- The Washington Times - Tuesday, September 3, 2002

BERLIN (AP) Ten patients with end-stage heart failure were successfully treated with implants of mechanical pumps to rest their hearts while drugs helped repair the damaged organs, a renowned heart surgeon said yesterday.

It took an average of six months on the pump for the hearts to recover, and the patients once near death since have returned to work, Dr. Magdi Yacoub said at the European Society of Cardiology's annual meeting.

Their hearts have been functioning normally for an average of one year, with one patient reaching four years, Dr. Yacoub said.

"I've been around for 35 years, and this is the most exciting thing I've seen in my whole career," said Dr. Yacoub, a pioneering heart-transplant surgeon. "You have someone who's so sick he is emaciated, then you have him running in the park, playing football or whatever."
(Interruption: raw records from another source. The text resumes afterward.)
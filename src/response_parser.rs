use crate::error::ParseError;

/// Minimum number of `;`-separated fields in a reply from a running inverter.
pub const MIN_FIELDS: usize = 8;

const SERIAL_LENGTH: usize = 16;

/// One decoded status page.
#[derive(Debug, Clone, PartialEq)]
pub struct PollResult {
    pub serial_number: String,
    pub firmware_version: String,
    pub inverter_model: String,
    pub temperature: f64,
    pub instant_power_watts: i64,
    pub energy_today_kwh: f64,
    pub energy_total_kwh: f64,
    pub alerts: String,
}

#[derive(Debug, Clone, PartialEq)]
pub enum ParsedResponse {
    Reading(PollResult),
    /// Too few fields: the inverter is asleep or not producing.
    Offline,
}

/// Parses the raw status page.
///
/// Layout: `serial;firmware;model;temperature;power;kwh_today;kwh_total;alerts`.
/// The serial field carries a prefix, only its last 16 characters are kept.
pub fn parse(raw: &[u8]) -> Result<ParsedResponse, ParseError> {
    let text = decode_latin1(raw);
    let fields: Vec<&str> = text.split(';').collect();

    if fields.len() < MIN_FIELDS {
        tracing::debug!(fields = fields.len(), "Inverter reply too short, treating as offline");
        return Ok(ParsedResponse::Offline);
    }

    let power = parse_number(&fields, 4)?;

    Ok(ParsedResponse::Reading(PollResult {
        serial_number: last_chars(fields[0], SERIAL_LENGTH),
        firmware_version: fields[1].to_string(),
        inverter_model: fields[2].to_string(),
        temperature: parse_number(&fields, 3)?,
        instant_power_watts: power.round_ties_even() as i64,
        energy_today_kwh: parse_number(&fields, 5)?,
        energy_total_kwh: parse_number(&fields, 6)?,
        alerts: fields[7].to_string(),
    }))
}

/// ISO-8859-1 maps every byte straight onto the code point of the same value.
fn decode_latin1(raw: &[u8]) -> String {
    raw.iter().map(|&b| char::from(b)).collect()
}

fn last_chars(value: &str, count: usize) -> String {
    let skip = value.chars().count().saturating_sub(count);
    value.chars().skip(skip).collect()
}

fn parse_number(fields: &[&str], index: usize) -> Result<f64, ParseError> {
    let raw = fields[index];
    match raw.trim().parse::<f64>() {
        Ok(value) if value.is_finite() => Ok(value),
        _ => Err(ParseError::InvalidNumber {
            field: index,
            value: raw.to_string(),
        }),
    }
}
Colleagues, while impressed, said it was too early to tell whether the patients have been cured.

"It's going to take more than 10 patients to really see where this fits," said Sidney Smith, medical director of the American Heart Association. "But it is a potential solution to a major problem.

"In the United States alone, more than 40,000 patients need transplantation and there are only 2,500 donor organs."

Dr. Yacoub reported results on a study of 19 patients with end-stage heart failure, which means their hearts had almost stopped working. Most of them were in their 50s or 60s and had suffered from progressive heart failure for many years.

All the patients had enlarged hearts from their disease their hearts bulked up to try to compensate for the damage, but only became less efficient. Other organs also deteriorated.

The patients' only hope was a heart transplant, but they were taken off the waiting list because they were too ill.

Three patients were too sick and died early on in the study from multiorgan failure. Another one died from an infection.

Dr. Yacoub implanted the heart pumps in the chests of the remaining 15 patients and left them there for as long as it took to reverse the heart damage.

The pump, called the HeartMate, takes over the heart's job of pumping blood around the body, giving the heart a chance to shrink back to its proper size and repair itself. The heart continues beating, it just stops pumping blood.